Coma in the ICU setting is frequently multifactorial in nature, e.g., ABI, sedation/toxins, metabolic/electrolyte/endocrine derangement, nutrition, temperature, and infection 18. We included clinically relevant variables for comaoff in our regression model and identified 3 independent risk factors: ABI, average whole blood lactate level, and the number of pRBC transfusions during ECMO support. ABI was discovered in 31.7% of the ECMO patients in our study, which is likely due to our standardized neuromonitoring protocol 19. In our patient cohort, majority of our patients (58.3%) received RRT, which reduced confounding effects, although not completely, from metabolic imbalance as serum creatinine levels were normalized in most patients after RRT. The average levels of alanine aminotransferase (ALT) and aspartate aminotransferase (AST) during the ECMO course were elevated. But their impact on the coma status was minimal if any with an unadjusted OR of only 1.00 and 1.01, respectively. Sedation frequently confounds coma exams 17, but proper sedation is often required to reduce ventilator desynchrony and to facilitate therapeutic interventions in the ICU 20. We implemented a sedation cessation protocol to all ECMO patients and minimized sedation when deemed safe. It is worth emphasizing that the median off-sedation duration was 2.5 days (IQR: 2.0–5.0) for the VA-ECMO off-sedation group, and 3.0 days (IQR: 2.0–9.0) for the VV-ECMO off-sedation group, which may be “sufficient” time to diagnose comaoff. Although our study was not able to adjust for all clinically relevant variables, this is by far the most controlled coma study in the ECMO literature.
Limitations
Our study also has several limitations. 1) It is a retrospective single-center study. The data may not be generalizable to other institutions and populations. 2) Although we have a total of 230 ECMO patients, the sample size in some subgroups is in the lower teens or even in single digits. Therefore, the study may not have enough power to detect contributions of various risk factors to the comatose status.
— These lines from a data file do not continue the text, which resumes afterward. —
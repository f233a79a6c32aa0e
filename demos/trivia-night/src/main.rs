//! Trivia Night: a ready-to-run Quizcast server with a built-in
//! three-question bank.
//!
//! ```text
//! trivia-night [path/to/questions.json]
//! ```
//!
//! With no argument the built-in bank is used. Set `RUST_LOG` to
//! control log verbosity (defaults to `info`).

use std::sync::Arc;

use quizcast::{QuestionBank, QuestionRecord, QuizServer};
use tracing_subscriber::EnvFilter;

const BIND_ADDR: &str = "0.0.0.0:3310";

fn default_bank() -> Result<QuestionBank, quizcast::BankError> {
    QuestionBank::new(vec![
        QuestionRecord {
            text: "What is the capital of Japan?".into(),
            choices: vec![
                "Osaka".into(),
                "Tokyo".into(),
                "Kyoto".into(),
                "Sapporo".into(),
            ],
            answer: "Tokyo".into(),
        },
        QuestionRecord {
            text: "What is 1+1?".into(),
            choices: vec!["1".into(), "2".into(), "3".into(), "4".into()],
            answer: "2".into(),
        },
        QuestionRecord {
            text: "What is the tallest mountain in the world?".into(),
            choices: vec![
                "K2".into(),
                "Everest".into(),
                "Fuji".into(),
                "Denali".into(),
            ],
            answer: "Everest".into(),
        },
    ])
}

#[tokio::main]
async fn main() -> Result<(), Box<dyn std::error::Error>> {
    tracing_subscriber::fmt()
        .with_env_filter(
            EnvFilter::try_from_default_env()
                .unwrap_or_else(|_| EnvFilter::new("info")),
        )
        .init();

    let bank = match std::env::args().nth(1) {
        Some(path) => {
            tracing::info!(%path, "loading question bank");
            QuestionBank::from_path(&path)?
        }
        None => default_bank()?,
    };
    tracing::info!(questions = bank.len(), "question bank ready");

    let server = QuizServer::builder()
        .bind(BIND_ADDR)
        .build(Arc::new(bank))
        .await?;
    tracing::info!(addr = BIND_ADDR, "trivia night is on");

    server.run().await?;
    Ok(())
}
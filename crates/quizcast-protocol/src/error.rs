//! Error types for the protocol layer.
//!
//! Each crate in Quizcast defines its own error enum. When you see a
//! `ProtocolError`, the problem is in serialization/deserialization,
//! not in networking or room state.

/// Errors that can occur in the protocol layer.
#[derive(Debug, thiserror::Error)]
pub enum ProtocolError {
    /// Serialization failed (turning a Rust type into bytes).
    #[cfg(feature = "json")]
    #[error("encode failed: {0}")]
    Encode(serde_json::Error),

    /// Deserialization failed. Common causes: malformed JSON, missing
    /// required fields, an unknown event tag, or a truncated frame.
    #[cfg(feature = "json")]
    #[error("decode failed: {0}")]
    Decode(serde_json::Error),

    /// The event is invalid at the protocol level — it parsed, but
    /// violates a protocol rule (e.g. an empty room name).
    #[error("invalid event: {0}")]
    InvalidEvent(String),
}
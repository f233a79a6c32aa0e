//! Per-connection handler: decodes client events and routes them to
//! room sessions.
//!
//! Each accepted connection gets its own Tokio task running this
//! handler. The loop multiplexes two directions: frames arriving from
//! the socket become room commands, and events emitted by room sessions
//! are encoded back onto the socket.
//!
//! The handler records every `(room, player)` pair this connection
//! joined under. On disconnect that record drives the cleanup, so the
//! right players are removed from the right rooms no matter how the
//! socket died.

use std::collections::{HashMap, HashSet};
use std::sync::Arc;

use quizcast_protocol::{ClientEvent, Codec, RoomId};
use quizcast_room::EventSender;
use quizcast_transport::{Connection, WebSocketConnection};
use tokio::sync::mpsc;

use crate::server::ServerState;
use crate::ServerError;

/// Handles a single connection from accept to close.
pub(crate) async fn handle_connection<C>(
    conn: WebSocketConnection,
    state: Arc<ServerState<C>>,
) -> Result<(), ServerError>
where
    C: Codec,
{
    let conn_id = conn.id();
    tracing::debug!(%conn_id, "handling new connection");

    // Room sessions push events for this connection onto this channel;
    // the select loop below drains it onto the socket.
    let (event_tx, mut event_rx) = mpsc::unbounded_channel();

    // Which rooms this connection joined, and under which display names.
    // A set per room: one socket may join the same room under several
    // names, and disconnect must remove every one of them.
    let mut joined: HashMap<RoomId, HashSet<String>> = HashMap::new();

    loop {
        tokio::select! {
            incoming = conn.recv() => {
                match incoming {
                    Ok(Some(data)) => {
                        let event: ClientEvent = match state.codec.decode(&data) {
                            Ok(event) => event,
                            Err(e) => {
                                tracing::debug!(
                                    %conn_id, error = %e,
                                    "ignoring undecodable frame"
                                );
                                continue;
                            }
                        };
                        if let Err(e) = event.validate() {
                            tracing::debug!(
                                %conn_id, error = %e,
                                "ignoring invalid event"
                            );
                            continue;
                        }
                        dispatch(&state, &event_tx, &mut joined, event).await;
                    }
                    Ok(None) => {
                        tracing::info!(%conn_id, "connection closed cleanly");
                        break;
                    }
                    Err(e) => {
                        tracing::debug!(%conn_id, error = %e, "recv error");
                        break;
                    }
                }
            }
            Some(event) = event_rx.recv() => {
                let bytes = state.codec.encode(&event)?;
                if let Err(e) = conn.send(&bytes).await {
                    tracing::debug!(%conn_id, error = %e, "send failed");
                    break;
                }
            }
        }
    }

    // Remove this connection's players from every room it joined.
    for (room, players) in joined {
        let handle = state.registry.lock().await.get(&room);
        let Some(handle) = handle else { continue };
        for player in players {
            if let Err(e) = handle.leave(player).await {
                tracing::debug!(%conn_id, room = %room, error = %e, "leave failed");
            }
        }
    }

    Ok(())
}

/// Routes one client event to its room session.
///
/// Only `join_room` may create a room; every other event on a room that
/// does not exist is dropped.
async fn dispatch<C: Codec>(
    state: &Arc<ServerState<C>>,
    event_tx: &EventSender,
    joined: &mut HashMap<RoomId, HashSet<String>>,
    event: ClientEvent,
) {
    match event {
        ClientEvent::JoinRoom { room, player } => {
            let handle = state.registry.lock().await.get_or_create(&room);
            match handle.join(player.clone(), event_tx.clone()).await {
                Ok(()) => {
                    joined.entry(room).or_default().insert(player);
                }
                Err(e) => {
                    tracing::debug!(room = %room, error = %e, "join failed");
                }
            }
        }
        ClientEvent::PlayerReady { room, player } => {
            let Some(handle) = state.registry.lock().await.get(&room) else {
                tracing::debug!(room = %room, "ready for unknown room ignored");
                return;
            };
            if let Err(e) = handle.ready(player).await {
                tracing::debug!(room = %room, error = %e, "ready failed");
            }
        }
        ClientEvent::StartQuiz { room } => {
            let Some(handle) = state.registry.lock().await.get(&room) else {
                tracing::debug!(room = %room, "start for unknown room ignored");
                return;
            };
            if let Err(e) = handle.start().await {
                tracing::debug!(room = %room, error = %e, "start failed");
            }
        }
        ClientEvent::Answer { room, player, answer } => {
            let Some(handle) = state.registry.lock().await.get(&room) else {
                tracing::debug!(room = %room, "answer for unknown room ignored");
                return;
            };
            if let Err(e) = handle.answer(player, answer).await {
                tracing::debug!(room = %room, error = %e, "answer failed");
            }
        }
    }
}
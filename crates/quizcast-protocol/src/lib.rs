//! Wire protocol for Quizcast.
//!
//! This crate defines the "language" that quiz clients and the server speak:
//!
//! - **Events** ([`ClientEvent`], [`ServerEvent`], [`Recipient`], etc.) —
//!   the message structures that travel on the wire.
//! - **Codec** ([`Codec`] trait, [`JsonCodec`]) — how those messages are
//!   converted to/from bytes.
//! - **Errors** ([`ProtocolError`]) — what can go wrong during
//!   encoding/decoding.
//!
//! The protocol layer sits between transport (raw frames) and the room
//! layer (quiz state). It doesn't know about connections or rooms — it
//! only knows how to describe and serialize events.

mod codec;
mod error;
mod events;

pub use codec::Codec;
#[cfg(feature = "json")]
pub use codec::JsonCodec;
pub use error::ProtocolError;
pub use events::{ClientEvent, PlayerEntry, Recipient, RoomId, ServerEvent};
impl QuizSession {
    async fn run(mut self) {
        info!(room = %self.room_id, "room session started");

        loop {
            tokio::select! {
                cmd = self.receiver.recv() => {
                    match cmd {
                        None | Some(RoomCommand::Shutdown) => break,
                        Some(cmd) => self.handle_command(cmd),
                    }
                }
                tick = self.countdown.tick() => {
                    self.handle_tick(tick);
                }
                () = deadline(self.advance_at), if self.advance_at.is_some() => {
                    self.advance_at = None;
                    self.advance_question();
                }
            }
        }

        info!(room = %self.room_id, "room session stopped");
    }

    fn handle_command(&mut self, cmd: RoomCommand) {
        match cmd {
            RoomCommand::Join { player, sender, reply } => {
                self.last_activity = Instant::now();
                self.handle_join(player, sender);
                let _ = reply.send(());
            }
            RoomCommand::Ready { player } => {
                self.last_activity = Instant::now();
                self.handle_ready(player);
            }
            RoomCommand::Start => {
                self.last_activity = Instant::now();
                self.handle_start();
            }
            RoomCommand::Answer { player, answer } => {
                self.last_activity = Instant::now();
                self.handle_answer(player, answer);
            }
            RoomCommand::Leave { player, reply } => {
                self.last_activity = Instant::now();
                self.handle_leave(&player);
                let _ = reply.send(());
            }
            RoomCommand::Info { reply } => {
                let _ = reply.send(RoomInfo {
                    room_id: self.room_id.clone(),
                    phase: self.phase,
                    player_count: self.players.len(),
                    idle_for: self.last_activity.elapsed(),
                });
            }
            // Handled in `run` before we get here.
            RoomCommand::Shutdown => {}
        }
    }

    // -- joins and readiness -----------------------------------------------

    fn handle_join(&mut self, player: String, sender: EventSender) {
        if !self.players.contains_key(&player) {
            // Returning players pick their old score back up.
            let score = self.parked_scores.remove(&player).unwrap_or(0);
            debug!(room = %self.room_id, %player, score, "player joined");
            self.players.insert(player.clone(), PlayerState { score });
        }
        // A rejoin under an existing name replaces the event channel, so
        // the newest connection wins.
        self.senders.insert(player, sender);
        self.emit(Recipient::Room, ServerEvent::PlayerList { players: self.roster() });
    }

    fn handle_ready(&mut self, player: String) {
        if !self.players.contains_key(&player) {
            debug!(room = %self.room_id, %player, "ready from unknown player ignored");
            return;
        }
        // Fires only on the transition to all-ready, not on repeats.
        if self.ready.insert(player) && self.ready.len() == self.players.len() {
            debug!(room = %self.room_id, "all players ready");
            self.emit(Recipient::Room, ServerEvent::AllReady);
        }
    }

    // -- quiz flow ---------------------------------------------------------

    fn handle_start(&mut self) {
        info!(room = %self.room_id, "quiz starting");
        self.advance_at = None;
        self.countdown.disarm();
        self.current_question = 0;
        self.ready.clear();
        self.wrong_answers.clear();
        self.begin_question();
    }

    /// Opens the question at `current_question`, or ends the quiz if the
    /// bank is exhausted.
    fn begin_question(&mut self) {
        let Some(question) = self.bank.question(self.current_question) else {
            self.phase = QuizPhase::Finished;
            self.countdown.disarm();
            info!(room = %self.room_id, "quiz finished");
            self.emit(
                Recipient::Room,
                ServerEvent::EndQuiz { message: "The quiz is over!".into() },
            );
            return;
        };

        let event = ServerEvent::Question {
            text: question.text.clone(),
            choices: question.choices.clone(),
        };
        debug!(
            room = %self.room_id,
            index = self.current_question,
            "question opened"
        );
        self.phase = QuizPhase::Open;
        self.emit(Recipient::Room, event);
        self.countdown.arm();
    }

    fn handle_answer(&mut self, player: String, answer: String) {
        // The reveal closes the question; anything arriving after it is
        // a race the submitter lost.
        if !self.phase.accepts_answers() {
            debug!(room = %self.room_id, %player, "answer after reveal ignored");
            return;
        }
        if !self.players.contains_key(&player) {
            return;
        }
        // Read the index now, not when the question was scheduled:
        // stale indices are how answers score against the wrong question.
        let index = self.current_question;
        let Some(question) = self.bank.question(index) else {
            return;
        };
        let correct_answer = question.answer.clone();

        if self
            .wrong_answers
            .get(&player)
            .is_some_and(|missed| missed.contains(&index))
        {
            self.emit(
                Recipient::Player(player),
                ServerEvent::AlreadyAnswered {
                    message: "You already answered this question!".into(),
                },
            );
            return;
        }

        if answer == correct_answer {
            if let Some(state) = self.players.get_mut(&player) {
                state.score += 1;
            }
            info!(room = %self.room_id, %player, index, "correct answer");
            self.emit(
                Recipient::Room,
                ServerEvent::UpdateScores { scores: self.roster() },
            );
            self.emit(
                Recipient::Room,
                ServerEvent::CorrectAnswer {
                    is_answer_reveal: false,
                    player: Some(player),
                    answer: correct_answer,
                },
            );
            self.reveal_and_schedule_advance();
        } else {
            debug!(room = %self.room_id, %player, index, "wrong answer");
            self.wrong_answers.entry(player.clone()).or_default().insert(index);
            self.emit(
                Recipient::Room,
                ServerEvent::WrongAnswer { player, answer },
            );
            if self.everyone_missed(index) {
                info!(room = %self.room_id, index, "everyone missed, revealing");
                self.emit(
                    Recipient::Room,
                    ServerEvent::CorrectAnswer {
                        is_answer_reveal: true,
                        player: None,
                        answer: correct_answer,
                    },
                );
                self.reveal_and_schedule_advance();
            }
        }
    }

    /// Whether every player currently in the room has missed `index`.
    /// Counts the roster as it stands now, so departures shrink the
    /// denominator.
    fn everyone_missed(&self, index: usize) -> bool {
        !self.players.is_empty()
            && self.players.keys().all(|name| {
                self.wrong_answers
                    .get(name)
                    .is_some_and(|missed| missed.contains(&index))
            })
    }

    fn reveal_and_schedule_advance(&mut self) {
        self.phase = QuizPhase::Revealed;
        self.countdown.disarm();
        self.advance_at = Some(Instant::now() + self.config.reveal_delay);
    }

    fn advance_question(&mut self) {
        self.current_question += 1;
        self.begin_question();
    }

    fn handle_tick(&mut self, tick: CountdownTick) {
        self.emit(
            Recipient::Room,
            ServerEvent::TimerUpdate { seconds_left: tick.seconds_left },
        );
        if tick.expired && self.phase.accepts_answers() {
            let Some(question) = self.bank.question(self.current_question)
            else {
                return;
            };
            info!(
                room = %self.room_id,
                index = self.current_question,
                "time up, revealing"
            );
            self.emit(
                Recipient::Room,
                ServerEvent::CorrectAnswer {
                    is_answer_reveal: true,
                    player: None,
                    answer: question.answer.clone(),
                },
            );
            self.reveal_and_schedule_advance();
        }
    }

    // -- departures --------------------------------------------------------

    fn handle_leave(&mut self, player: &str) {
        let Some((name, state)) = self.players.shift_remove_entry(player)
        else {
            return;
        };
        debug!(room = %self.room_id, %player, "player left");
        self.parked_scores.insert(name, state.score);
        self.senders.remove(player);
        self.ready.remove(player);
        self.wrong_answers.remove(player);
        self.emit(Recipient::Room, ServerEvent::PlayerList { players: self.roster() });
    }

    // -- event dispatch ----------------------------------------------------

    /// Delivers an event. Send failures mean the connection task is
    /// gone; the eventual leave command cleans the entry up.
    fn emit(&self, recipient: Recipient, event: ServerEvent) {
        match recipient {
            Recipient::Room => {
                for sender in self.senders.values() {
                    let _ = sender.send(event.clone());
                }
            }
            Recipient::Player(name) => {
                if let Some(sender) = self.senders.get(&name) {
                    let _ = sender.send(event);
                }
            }
        }
    }

    /// The roster with scores, in join order.
    fn roster(&self) -> Vec<PlayerEntry> {
        self.players
            .iter()
            .map(|(name, state)| PlayerEntry {
                name: name.clone(),
                score: state.score,
            })
            .collect()
    }
}
//! Market data: latest top-of-book per token, written by the feed adapter,
//! shared-read by strategies.

pub mod cache;
pub mod feed;

pub use cache::TobCache;
pub use feed::{TobFeed, TobFeedConfig};
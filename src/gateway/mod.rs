//! Order-gateway access. One write operation (`place_limit_order`) plus the
//! auxiliary balance read; everything else about the venue is out of scope.

pub mod client;
pub mod paper;

pub use client::{ClobGatewayClient, GatewayCredentials, OrderGateway};
pub use paper::PaperGateway;

use serde::{Deserialize, Serialize};

use crate::models::Side;

#[derive(Debug, Clone, Serialize, Deserialize)]
pub struct LimitOrderRequest {
    pub client_order_id: String,
    pub token_id: String,
    pub side: Side,
    /// Limit price (0..1) for binary outcome shares.
    pub price: f64,
    pub shares: f64,
}

#[derive(Debug, Clone, Copy, PartialEq, Eq, Serialize, Deserialize)]
#[serde(rename_all = "UPPERCASE")]
pub enum OrderStatus {
    Live,
    Rejected,
    Filled,
    Partial,
}

#[derive(Debug, Clone, Serialize, Deserialize)]
pub struct OrderAck {
    pub order_id: String,
    pub status: OrderStatus,
}
//! Per-fund signal queue with the anti-front-running delay.
//!
//! Multi-producer (a strategy may enqueue from more than one poll tick),
//! single-consumer (the fund's executor drains it). FIFO by insertion; a
//! signal becomes due once its `execute_at` has passed. The capacity bound
//! is a soft overflow guard: on overflow the new signal is dropped and
//! counted, never the queued ones.

use chrono::{DateTime, Utc};
use parking_lot::Mutex;
use std::collections::VecDeque;
use std::sync::atomic::{AtomicU64, Ordering};
use std::time::Duration;

use crate::models::Signal;

pub const DEFAULT_QUEUE_CAPACITY: usize = 10_000;

#[derive(Debug, Clone)]
pub struct QueuedSignal {
    pub signal: Signal,
    pub execute_at: DateTime<Utc>,
}

pub struct SignalQueue {
    fund_id: String,
    delay: Duration,
    capacity: usize,
    inner: Mutex<VecDeque<QueuedSignal>>,
    enqueued: AtomicU64,
    dropped: AtomicU64,
}

impl SignalQueue {
    pub fn new(fund_id: impl Into<String>, delay: Duration) -> Self {
        Self::with_capacity(fund_id, delay, DEFAULT_QUEUE_CAPACITY)
    }

    pub fn with_capacity(fund_id: impl Into<String>, delay: Duration, capacity: usize) -> Self {
        Self {
            fund_id: fund_id.into(),
            delay,
            capacity,
            inner: Mutex::new(VecDeque::new()),
            enqueued: AtomicU64::new(0),
            dropped: AtomicU64::new(0),
        }
    }

    pub fn fund_id(&self) -> &str {
        &self.fund_id
    }

    /// Enqueue a signal, stamping `execute_at = now + delay`. Returns false
    /// when the overflow guard dropped it.
    pub fn enqueue(&self, signal: Signal, now: DateTime<Utc>) -> bool {
        let mut queue = self.inner.lock();
        if queue.len() >= self.capacity {
            drop(queue);
            self.dropped.fetch_add(1, Ordering::Relaxed);
            tracing::warn!(
                fund = %self.fund_id,
                signal = signal.id(),
                "signal queue full, dropping new signal"
            );
            return false;
        }
        let execute_at = now
            + chrono::Duration::from_std(self.delay).unwrap_or_else(|_| chrono::Duration::zero());
        queue.push_back(QueuedSignal { signal, execute_at });
        self.enqueued.fetch_add(1, Ordering::Relaxed);
        true
    }

    /// Remove and return all head elements whose `execute_at` has passed.
    /// Stops at the first not-yet-due element to preserve FIFO processing.
    pub fn drain_due(&self, now: DateTime<Utc>) -> Vec<QueuedSignal> {
        let mut queue = self.inner.lock();
        let mut due = Vec::new();
        while queue.front().is_some_and(|head| head.execute_at <= now) {
            if let Some(head) = queue.pop_front() {
                due.push(head);
            }
        }
        due
    }

    pub fn len(&self) -> usize {
        self.inner.lock().len()
    }

    pub fn is_empty(&self) -> bool {
        self.inner.lock().is_empty()
    }

    pub fn dropped(&self) -> u64 {
        self.dropped.load(Ordering::Relaxed)
    }

    pub fn total_enqueued(&self) -> u64 {
        self.enqueued.load(Ordering::Relaxed)
    }
}
//! Sizing & risk engine shared by all fund variants.
//!
//! Pure decision logic: the executor supplies a context snapshot (daily
//! counters, open/pending counts, current token exposure) and gets back
//! either a sized order or a rejection reason. Checks run in a fixed order
//! so the first binding limit names the rejection.

use chrono::{DateTime, NaiveDate, Utc};

use crate::error::RejectReason;
use crate::models::{AlphaSignal, Fund, Side, Signal, TraderSignal};

/// Shares round to 2 decimals toward zero: never order more than sized.
pub fn round_shares(shares: f64) -> f64 {
    (shares * 100.0).trunc() / 100.0
}

/// Prices round to 4 decimals, away from the trader: up for buys, down for
/// sells, clamped inside the (0, 1) band the venue accepts.
pub fn round_price(price: f64, side: Side) -> f64 {
    let scaled = price * 10_000.0;
    let rounded = match side {
        Side::Buy => scaled.ceil(),
        Side::Sell => scaled.floor(),
    };
    (rounded / 10_000.0).clamp(0.0001, 0.9999)
}

/// Daily trading counters, reset at UTC midnight on first observation of a
/// new date. Owned by the fund's executor (single consumer).
#[derive(Debug, Clone)]
pub struct DailyCounters {
    pub date: NaiveDate,
    pub trades: u32,
    pub notional_usd: f64,
    pub realized_pnl: f64,
}

impl DailyCounters {
    pub fn new(now: DateTime<Utc>) -> Self {
        Self {
            date: now.date_naive(),
            trades: 0,
            notional_usd: 0.0,
            realized_pnl: 0.0,
        }
    }

    /// Reset counters if `now` has crossed into a new UTC date.
    pub fn roll(&mut self, now: DateTime<Utc>) {
        let today = now.date_naive();
        if today != self.date {
            tracing::debug!(from = %self.date, to = %today, "daily counters reset");
            *self = Self::new(now);
        }
    }

    pub fn record_execution(&mut self, notional_usd: f64) {
        self.trades += 1;
        self.notional_usd += notional_usd;
    }

    pub fn record_pnl(&mut self, delta: f64) {
        self.realized_pnl += delta;
    }
}

/// Snapshot of the executor-owned state the sizing decision needs.
#[derive(Debug, Clone)]
pub struct SizingContext {
    pub now: DateTime<Utc>,
    pub daily: DailyCounters,
    pub open_positions: usize,
    pub pending_orders: usize,
    /// Cost-basis notional already held in the signal's token.
    pub existing_token_exposure_usd: f64,
    pub holds_token: bool,
}

#[derive(Debug, Clone, PartialEq)]
pub enum SizingOutcome {
    Sized { shares: f64, reference_price: f64 },
    Rejected(RejectReason),
}

/// Size a signal against a fund. See module docs for the check order.
pub fn size_signal(fund: &Fund, signal: &Signal, ctx: &SizingContext) -> SizingOutcome {
    // 1. Kill switch gates everything, including exits.
    if fund.risk.kill_switched() {
        return SizingOutcome::Rejected(RejectReason::KillSwitch);
    }

    // 2. Alpha-only validity checks.
    if let Signal::Alpha(alpha) = signal {
        if let Some(reason) = check_alpha_validity(fund, alpha, ctx.now) {
            return SizingOutcome::Rejected(reason);
        }
    }

    // 3. Daily trade-count cap and daily loss stop. The daily notional cap
    //    needs the computed size and is applied after step 4.
    if ctx.daily.trades >= fund.params.max_daily_trades {
        return SizingOutcome::Rejected(RejectReason::DailyLimit);
    }
    if ctx.daily.realized_pnl <= -fund.risk.max_daily_loss_usd {
        return SizingOutcome::Rejected(RejectReason::DailyLimit);
    }

    let price = signal.price();
    if !(price > 0.0 && price < 1.0) {
        // Without a usable reference price nothing downstream can be sized.
        return SizingOutcome::Rejected(RejectReason::BelowMin);
    }
    let side = signal.side().unwrap_or(Side::Buy);

    // 4. Raw size.
    let mut notional = match signal {
        Signal::Trader(t) => mirror_raw_shares(fund, t) * price,
        Signal::Alpha(a) => alpha_raw_notional(fund, a),
    };

    // 5. Position and single-market exposure caps. Sells reduce exposure so
    //    only the per-order cap applies to them.
    notional = notional.min(fund.capital_usd * fund.max_position_pct);
    if side == Side::Buy {
        let headroom =
            (fund.risk.max_market_exposure_usd - ctx.existing_token_exposure_usd).max(0.0);
        notional = notional.min(headroom);

        // 6. Open-position cap applies to new tokens only.
        if !ctx.holds_token && ctx.open_positions >= fund.risk.max_open_positions {
            return SizingOutcome::Rejected(RejectReason::MaxOpen);
        }
    }

    // 7. Concurrency cap.
    if ctx.pending_orders >= fund.params.max_concurrent_orders {
        return SizingOutcome::Rejected(RejectReason::MaxConcurrent);
    }

    // Daily notional cap, applied to the final size the order would carry.
    if ctx.daily.notional_usd + notional > fund.params.max_daily_notional_usd {
        return SizingOutcome::Rejected(RejectReason::DailyLimit);
    }

    // 8. Minimum trade size, after rounding.
    let shares = round_shares(notional / price);
    if shares * price < fund.min_trade_usd {
        return SizingOutcome::Rejected(RejectReason::BelowMin);
    }

    SizingOutcome::Sized {
        shares,
        reference_price: price,
    }
}

fn check_alpha_validity(fund: &Fund, alpha: &AlphaSignal, now: DateTime<Utc>) -> Option<RejectReason> {
    if now >= alpha.expires_at {
        return Some(RejectReason::Expired);
    }
    if alpha.confidence < fund.params.min_confidence || alpha.strength < fund.params.min_strength {
        return Some(RejectReason::UnderThreshold);
    }
    if alpha.action.side().is_none() {
        return Some(RejectReason::NotActionable);
    }
    None
}

/// Mirror sizing: replicate the trader's position scaled by the fund/trader
/// capital ratio and the constituent weight. Unknown trader capital falls
/// back to weight-only scaling.
fn mirror_raw_shares(fund: &Fund, t: &TraderSignal) -> f64 {
    if t.trader_capital > 0.0 {
        t.shares * (fund.capital_usd / t.trader_capital) * t.trader_weight
    } else {
        t.shares * t.trader_weight
    }
}

/// Alpha sizing: explicit suggestion wins, otherwise scale the base
/// allocation by confidence and strength.
fn alpha_raw_notional(fund: &Fund, a: &AlphaSignal) -> f64 {
    if let Some(suggested) = a.suggested_notional {
        return suggested.max(0.0);
    }
    if let Some(fraction) = a.suggested_fraction {
        return fund.capital_usd * fraction.clamp(0.0, 1.0);
    }
    fund.capital_usd
        * fund.params.base_position_pct
        * confidence_scale(a.confidence, fund.params.confidence_scaling)
        * (0.5 + a.strength)
}

fn confidence_scale(confidence: f64, scaling: f64) -> f64 {
    (0.5 + confidence * scaling * 3.0).clamp(0.5, 2.0)
}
In addition, due to missing data, many clinically important variables were not included in the analyses, such as sequential organ failure assessment (SOFA) and acute physiology and chronic health evaluation (APACHE) II scores. 3) Only a fraction of our patients achieved the comaoff state, and the comaon state presented significant confounders for coma assessment. These may further limit the generalizability of our study across the EMCO patients. But this study presents a viable method to further define the impact of coma on ECMO. 4) ABI was certainly under-diagnosed since most patients did not have MRI brain studies. In a recent autopsy study, 68% ECMO patients had ABI 9. Point-of-care MRI has been performed in selected ECMO patients in our institution 21 which will significantly improve ABI detection. 5) We did not have enough data to explore the association between comaoff and WLST and to investigate the possible self-fulfilling prophecy. Further studies are needed to answer this important question.